Top of Supplied records

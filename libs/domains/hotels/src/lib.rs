//! Hotels Domain
//!
//! Hotel catalogue with "find similar hotels" backed by nearest-neighbor
//! search over text embeddings.
//!
//! # Architecture
//!
//! ```text
//! ┌─────────────┐
//! │  Handlers   │  ← HTTP endpoints (/hotels, /hotels/{id}/similar)
//! └──────┬──────┘
//!        │
//! ┌──────▼──────┐      ┌────────────────────┐
//! │   Service   │─────►│ EmbeddingProvider  │  ← OpenAI-compatible / fastembed / hash
//! └──┬───────┬──┘      └────────────────────┘
//!    │       │
//! ┌──▼───┐ ┌─▼────────────────┐
//! │ Repo │ │ SimilaritySearch │  ← Redis (RedisJSON + RediSearch) or in-memory
//! └──┬───┘ └─┬────────────────┘
//!    │       │
//! ┌──▼───────▼──┐
//! │   Models    │  ← Hotel, Contact, DTOs, Neighbor
//! └─────────────┘
//! ```
//!
//! # Usage
//!
//! ```rust,no_run
//! use std::sync::Arc;
//! use domain_hotels::{
//!     handlers,
//!     embedding::HashEmbeddingProvider,
//!     repository::InMemoryHotelRepository,
//!     service::{HotelService, ServiceSettings},
//! };
//!
//! let repository = InMemoryHotelRepository::new(384);
//! let service = HotelService::new(
//!     repository.clone(),
//!     repository,
//!     Arc::new(HashEmbeddingProvider::new(384)),
//!     ServiceSettings::default(),
//! );
//!
//! let router = handlers::router(service);
//! ```

pub mod config;
pub mod embedding;
pub mod error;
pub mod handlers;
pub mod loader;
pub mod models;
pub mod redis;
pub mod repository;
pub mod search;
pub mod service;

// Re-export commonly used types
pub use config::{EmbeddingConfig, EmbeddingProviderKind, HotelsConfig, VectorIndexConfig};
pub use embedding::{EmbeddingProvider, HashEmbeddingProvider, OpenAIProvider, build_provider};
pub use error::{HotelError, HotelResult};
pub use models::{
    Contact, CreateHotel, DistanceMetric, Hotel, HotelId, HotelResponse, Neighbor,
    SimilarHotelsResponse, SimilarOptions, SimilarQuery, UpdateHotel, name_similarity,
};
pub use self::redis::{RedisHotelRepository, RedisVectorIndex};
pub use repository::{HotelRepository, InMemoryHotelRepository};
pub use search::SimilaritySearch;
pub use service::{HotelService, ServiceSettings};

Bottom of Supplied records

__Assigned task__. Search the entries for the word "HashEmbeddingProvider" and copy every line that has it.

__Problem solution__.
//!     embedding::HashEmbeddingProvider,
//!     Arc::new(HashEmbeddingProvider::new(384)),
pub use embedding::{EmbeddingProvider, HashEmbeddingProvider, OpenAIProvider, build_provider};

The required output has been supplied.